その日もいつものようにサクッと引き取って帰りたかったのだが、前には大量の荷物を出しているお客さんが。
お店にいる店員さんは一人きりだ。
少し待てば終わるだろうと店のガラス戸の前で音楽を聴きながら待っていたが、一向に終わらない。
一曲丸々聴き終わりあきらめて帰ろうかと思ったが、ここで帰ってはなぜか格好悪い気がして帰れない。
やがて別のお客さんがやってきて、こちらの気も知らず私を追い越しズケズケと店へ入ったが、大量の荷物を出すお客さんを見て帰ってしまった。
音楽プレーヤーから流れる曲は三曲目に突入していた。
さすがにもうあきらめて帰ろうかと思ったが、そこで帰ってしまえば店員さんを申し訳ない気持ちにさせてしまうと思い、帰れない。

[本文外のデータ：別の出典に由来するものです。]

//! Calendar parts derived from a timestamp series, and their value counts.

use chrono::prelude::*;
use std::collections::BTreeMap;
use std::str::FromStr;

use crate::error::PartsError;

pub trait WeekdayName {
    fn full_name(&self) -> &'static str;
    fn is_weekend(&self) -> bool;
}

impl WeekdayName for Weekday {
    /// english name of the day
    fn full_name(&self) -> &'static str {
        match self {
            Weekday::Mon => "Monday",
            Weekday::Tue => "Tuesday",
            Weekday::Wed => "Wednesday",
            Weekday::Thu => "Thursday",
            Weekday::Fri => "Friday",
            Weekday::Sat => "Saturday",
            Weekday::Sun => "Sunday",
        }
    }

    /// saturday and sunday, whatever the locale
    fn is_weekend(&self) -> bool {
        matches!(self, Weekday::Sat | Weekday::Sun)
    }
}

/// The calendar parts of each record, column-wise and in input order
#[derive(Debug, Clone, PartialEq)]
pub struct DateParts {
    pub time: Vec<NaiveDateTime>,
    pub day: Vec<u32>,
    pub month: Vec<u32>,
    pub year: Vec<i32>,
    pub hour: Vec<u32>,
    pub quarter: Vec<u32>,
    /// 0 is monday, 6 is sunday
    pub weekday: Vec<u32>,
    pub weekday_name: Vec<&'static str>,
    pub is_weekend: Vec<bool>,
}

impl DateParts {
    pub fn new(capacity: usize) -> DateParts {
        DateParts {
            time: Vec::with_capacity(capacity),
            day: Vec::with_capacity(capacity),
            month: Vec::with_capacity(capacity),
            year: Vec::with_capacity(capacity),
            hour: Vec::with_capacity(capacity),
            quarter: Vec::with_capacity(capacity),
            weekday: Vec::with_capacity(capacity),
            weekday_name: Vec::with_capacity(capacity),
            is_weekend: Vec::with_capacity(capacity),
        }
    }

    pub fn extract(time: &[NaiveDateTime]) -> DateParts {
        let mut parts = DateParts::new(time.len());
        for dt in time.iter() {
            let wd = dt.weekday();
            parts.time.push(*dt);
            parts.day.push(dt.day());
            parts.month.push(dt.month());
            parts.year.push(dt.year());
            parts.hour.push(dt.hour());
            parts.quarter.push((dt.month() - 1) / 3 + 1);
            parts.weekday.push(wd.num_days_from_monday());
            parts.weekday_name.push(wd.full_name());
            parts.is_weekend.push(wd.is_weekend());
        }
        parts
    }

    pub fn len(&self) -> usize {
        self.time.len()
    }

    pub fn is_empty(&self) -> bool {
        self.time.is_empty()
    }

    /// sort key and label of record i for the given category
    fn key_label(&self, category: Category, i: usize) -> (i64, String) {
        match category {
            Category::Day => (self.day[i] as i64, self.day[i].to_string()),
            Category::Month => (self.month[i] as i64, self.month[i].to_string()),
            Category::Year => (self.year[i] as i64, self.year[i].to_string()),
            Category::Hour => (self.hour[i] as i64, self.hour[i].to_string()),
            Category::Quarter => (self.quarter[i] as i64, self.quarter[i].to_string()),
            Category::Weekday => (self.weekday[i] as i64, self.weekday[i].to_string()),
            Category::WeekdayName => (self.weekday[i] as i64, self.weekday_name[i].to_string()),
            Category::IsWeekend => {
                let w = self.is_weekend[i];
                (w as i64, weekend_label(w).to_string())
            }
        }
    }

    /// counts of records per value of the category,
    /// most frequent first, ties in calendar order
    pub fn value_counts(&self, category: Category) -> Aggregate {
        let mut by_key: BTreeMap<i64, (String, usize)> = BTreeMap::new();
        for i in 0..self.len() {
            let (key, label) = self.key_label(category, i);
            by_key.entry(key).or_insert((label, 0)).1 += 1;
        }
        let mut counts: Vec<(String, usize)> = by_key.into_iter().map(|(_, v)| v).collect();
        // stable, keeps the calendar order among equal counts
        counts.sort_by(|a, b| b.1.cmp(&a.1));
        Aggregate { category, counts }
    }
}

pub fn weekend_label(is_weekend: bool) -> &'static str {
    if is_weekend {
        "weekend"
    } else {
        "weekday"
    }
}

impl std::fmt::Display for DateParts {
    fn fmt(&self, f: &mut std::fmt::Formatter<'_>) -> std::fmt::Result {
        writeln!(
            f,
            "timestamp,day,month,year,hour,quarter,weekday,weekday_name,is_weekend"
        )?;
        for i in 0..self.len() {
            writeln!(
                f,
                "{},{},{},{},{},{},{},{},{}",
                self.time[i].format(crate::DT_FORMAT),
                self.day[i],
                self.month[i],
                self.year[i],
                self.hour[i],
                self.quarter[i],
                self.weekday[i],
                self.weekday_name[i],
                self.is_weekend[i] as u8,
            )?;
        }
        Ok(())
    }
}

/// The derived attributes that records can be grouped by
#[derive(Debug, Clone, Copy, PartialEq, Eq)]
pub enum Category {
    Day,
    Month,
    Year,
    Hour,
    Quarter,
    Weekday,
    WeekdayName,
    IsWeekend,
}

impl Category {
    pub const ALL: [Category; 8] = [
        Category::Day,
        Category::Month,
        Category::Year,
        Category::Hour,
        Category::Quarter,
        Category::Weekday,
        Category::WeekdayName,
        Category::IsWeekend,
    ];

    /// names of ALL, in the same order
    pub const NAMES: [&'static str; 8] = [
        "day",
        "month",
        "year",
        "hour",
        "quarter",
        "weekday",
        "weekday_name",
        "is_weekend",
    ];

    pub fn name(&self) -> &'static str {
        Category::NAMES[*self as usize]
    }
}

impl Default for Category {
    fn default() -> Self {
        Category::IsWeekend
    }
}

impl std::fmt::Display for Category {
    fn fmt(&self, f: &mut std::fmt::Formatter<'_>) -> std::fmt::Result {
        write!(f, "{}", self.name())
    }
}

impl FromStr for Category {
    type Err = PartsError;

    fn from_str(s: &str) -> Result<Self, Self::Err> {
        Category::ALL
            .iter()
            .find(|c| c.name() == s)
            .copied()
            .ok_or_else(|| PartsError::format(format!("unknown category {:?}", s)))
    }
}

/// Record counts per value of one category
#[derive(Debug, Clone, PartialEq)]
pub struct Aggregate {
    pub category: Category,
    pub counts: Vec<(String, usize)>,
}

impl Aggregate {
    pub fn total(&self) -> usize {
        self.counts.iter().map(|(_, c)| c).sum()
    }

    pub fn is_empty(&self) -> bool {
        self.counts.is_empty()
    }

    pub fn get(&self, label: &str) -> Option<usize> {
        self.counts.iter().find(|(l, _)| l == label).map(|(_, c)| *c)
    }

    /// share of each value over the total, in [0, 1]
    pub fn proportions(&self) -> Vec<(String, f64)> {
        let total = self.total() as f64;
        self.counts
            .iter()
            .map(|(l, c)| (l.clone(), *c as f64 / total))
            .collect()
    }
}
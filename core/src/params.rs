use crate::constants::{BASE_SUBSIDY, HALVING_INTERVAL, REGTEST_HALVING_INTERVAL};
use bitcoin::Network;
use serde::{Deserialize, Serialize};

/// Consensus parameters governing satoshi issuance on a given network
#[derive(Clone, Copy, Debug, PartialEq, Eq, Serialize, Deserialize)]
pub struct Params {
    pub network: Network,
    pub halving_interval: u64,
    pub base_subsidy: u64,
}

pub const MAINNET_PARAMS: Params = Params { network: Network::Bitcoin, halving_interval: HALVING_INTERVAL, base_subsidy: BASE_SUBSIDY };

pub const TESTNET_PARAMS: Params = Params { network: Network::Testnet, halving_interval: HALVING_INTERVAL, base_subsidy: BASE_SUBSIDY };

pub const SIGNET_PARAMS: Params = Params { network: Network::Signet, halving_interval: HALVING_INTERVAL, base_subsidy: BASE_SUBSIDY };

pub const REGTEST_PARAMS: Params =
    Params { network: Network::Regtest, halving_interval: REGTEST_HALVING_INTERVAL, base_subsidy: BASE_SUBSIDY };

impl From<Network> for Params {
    fn from(network: Network) -> Self {
        match network {
            Network::Bitcoin => MAINNET_PARAMS,
            Network::Testnet => TESTNET_PARAMS,
            Network::Signet => SIGNET_PARAMS,
            Network::Regtest => REGTEST_PARAMS,
            other => Params { network: other, halving_interval: HALVING_INTERVAL, base_subsidy: BASE_SUBSIDY },
        }
    }
}

#[cfg(test)]
mod tests {
    use super::*;

    #[test]
    fn params_from_network() {
        assert_eq!(Params::from(Network::Bitcoin), MAINNET_PARAMS);
        assert_eq!(Params::from(Network::Regtest).halving_interval, 150);
        assert_eq!(Params::from(Network::Testnet).base_subsidy, BASE_SUBSIDY);
    }
}
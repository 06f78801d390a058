use bitcoin::absolute::LockTime;
use bitcoin::hashes::Hash;
use bitcoin::{BlockHash, OutPoint, ScriptBuf, Sequence, Transaction, TxIn, TxOut, Txid, Witness};
use ordtrace_node::{BlockInfo, NodeClient, NodeError, NodeResult, TxStatus};
use std::collections::HashMap;
use std::sync::Mutex;
use triggered::Trigger;

/// A node interaction recorded by [`MockChain`], for asserting on fetch behavior
#[derive(Clone, Debug, PartialEq, Eq)]
pub(crate) enum Call {
    Transaction(Txid),
    Status(Txid),
    Block(BlockHash),
    BlockHash(u64),
    BlockCount,
}

/// An in-memory transaction graph implementing [`NodeClient`].
///
/// Chains are assembled with [`coinbase`](Self::coinbase) and
/// [`spend`](Self::spend); nothing is validated, so inconsistent histories
/// can be staged deliberately.
#[derive(Default)]
pub(crate) struct MockChain {
    transactions: HashMap<Txid, Transaction>,
    statuses: HashMap<Txid, TxStatus>,
    blocks: HashMap<BlockHash, BlockInfo>,
    by_height: HashMap<u64, BlockHash>,
    tip: u64,
    calls: Mutex<Vec<Call>>,
    interrupt: Option<(usize, Trigger)>,
}

impl MockChain {
    pub(crate) fn new() -> Self {
        Self::default()
    }

    /// Mines a coinbase carrying `outputs` into a synthetic block at `height`
    pub(crate) fn coinbase(&mut self, height: u64, outputs: &[u64]) -> Txid {
        // Height in the script keeps txids of equal reward shapes distinct
        let mut input = tx_in(OutPoint::null());
        input.script_sig = ScriptBuf::from_bytes(height.to_le_bytes().to_vec());
        let tx = raw_tx(vec![input], outputs.iter().copied().map(tx_out).collect());
        let txid = tx.txid();

        let block_hash = block_hash_for(height);
        self.blocks.insert(block_hash, BlockInfo { hash: block_hash, height, txids: vec![txid] });
        self.by_height.insert(height, block_hash);
        self.tip = self.tip.max(height);
        self.statuses.insert(txid, TxStatus { block_hash: Some(block_hash), confirmations: Some(1) });
        self.transactions.insert(txid, tx);
        txid
    }

    /// Adds a transaction spending `inputs` into `outputs`
    pub(crate) fn spend(&mut self, inputs: &[OutPoint], outputs: &[u64]) -> Txid {
        let tx = raw_tx(inputs.iter().copied().map(tx_in).collect(), outputs.iter().copied().map(tx_out).collect());
        let txid = tx.txid();
        self.statuses.insert(txid, TxStatus { block_hash: None, confirmations: None });
        self.transactions.insert(txid, tx);
        txid
    }

    pub(crate) fn insert_transaction(&mut self, tx: Transaction) -> Txid {
        let txid = tx.txid();
        self.transactions.insert(txid, tx);
        txid
    }

    pub(crate) fn set_status(&mut self, txid: Txid, status: TxStatus) {
        self.statuses.insert(txid, status);
    }

    pub(crate) fn set_block(&mut self, block: BlockInfo) {
        self.by_height.insert(block.height, block.hash);
        self.blocks.insert(block.hash, block);
    }

    pub(crate) fn block_hash_at(&self, height: u64) -> BlockHash {
        self.by_height[&height]
    }

    pub(crate) fn calls(&self) -> Vec<Call> {
        self.calls.lock().unwrap().clone()
    }

    pub(crate) fn transaction_fetches(&self, txid: &Txid) -> usize {
        self.calls().iter().filter(|call| matches!(call, Call::Transaction(t) if t == txid)).count()
    }

    /// Fires `trigger` once `count` transactions have been served, to stage
    /// shutdown mid-run
    pub(crate) fn trigger_after_transaction_fetches(&mut self, count: usize, trigger: Trigger) {
        self.interrupt = Some((count, trigger));
    }

    fn record(&self, call: Call) {
        self.calls.lock().unwrap().push(call);
    }
}

impl NodeClient for MockChain {
    fn get_transaction(&self, txid: &Txid) -> NodeResult<Transaction> {
        self.record(Call::Transaction(*txid));
        if let Some((count, trigger)) = &self.interrupt {
            let served = self.calls().iter().filter(|call| matches!(call, Call::Transaction(_))).count();
            if served == *count {
                trigger.trigger();
            }
        }
        self.transactions.get(txid).cloned().ok_or_else(|| NodeError::NotFound(format!("transaction {}", txid)))
    }

    fn get_transaction_status(&self, txid: &Txid) -> NodeResult<TxStatus> {
        self.record(Call::Status(*txid));
        self.statuses.get(txid).cloned().ok_or_else(|| NodeError::NotFound(format!("status of {}", txid)))
    }

    fn get_block(&self, hash: &BlockHash) -> NodeResult<BlockInfo> {
        self.record(Call::Block(*hash));
        self.blocks.get(hash).cloned().ok_or_else(|| NodeError::NotFound(format!("block {}", hash)))
    }

    fn get_block_hash(&self, height: u64) -> NodeResult<BlockHash> {
        self.record(Call::BlockHash(height));
        self.by_height.get(&height).copied().ok_or_else(|| NodeError::NotFound(format!("block at height {}", height)))
    }

    fn get_block_count(&self) -> NodeResult<u64> {
        self.record(Call::BlockCount);
        Ok(self.tip)
    }
}

pub(crate) fn tx_in(previous_output: OutPoint) -> TxIn {
    TxIn { previous_output, script_sig: ScriptBuf::new(), sequence: Sequence::MAX, witness: Witness::new() }
}

pub(crate) fn tx_out(value: u64) -> TxOut {
    TxOut { value, script_pubkey: ScriptBuf::new() }
}

pub(crate) fn raw_tx(input: Vec<TxIn>, output: Vec<TxOut>) -> Transaction {
    Transaction { version: 2, lock_time: LockTime::ZERO, input, output }
}

fn block_hash_for(height: u64) -> BlockHash {
    let mut bytes = [0xbb; 32];
    bytes[..8].copy_from_slice(&height.to_le_bytes());
    BlockHash::from_byte_array(bytes)
}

その後に予定があることで気持ちが急いて、足が貧乏揺すりを刻む。
四曲目に入ったとき、大量の荷物を出していた前のお客さんがようやく私の存在を認識した。
五曲目、六曲目…
ついに前のお客さんの用事が終わり、店から出てきた。
すれ違いざまに
「すみません」
と言ったので、私は「いえいえ」と応えた。
店に入り、Yシャツを受け取った。
店員さんが
「すみませんでした」
と言うので、私は
「いえいえ」
と応えた。
帰りながら考えた。
誰が悪かったのだろうと。
当然の権利を行使したにすぎない前のお客さんか、何をミスをしたわけでもない店員さんか、普段ならまったく問題のない一人体制というシフトを敷いたお店か。
はたまた前のお客さんと店員さんを申し訳ない気持ちにさせてしまった私が悪いのか。
きっと、誰も悪くない。
むしろ、何も起きていない。
どこかに目くじらを立てて何かが起きたと誰かを責めることはできるけれど、今日のところはきっと何も起きていない。
何も起きていない夕暮れ、角のない白い月が綺麗に見えていた。
スラックスもクリーニングに出さなくちゃと思い出した。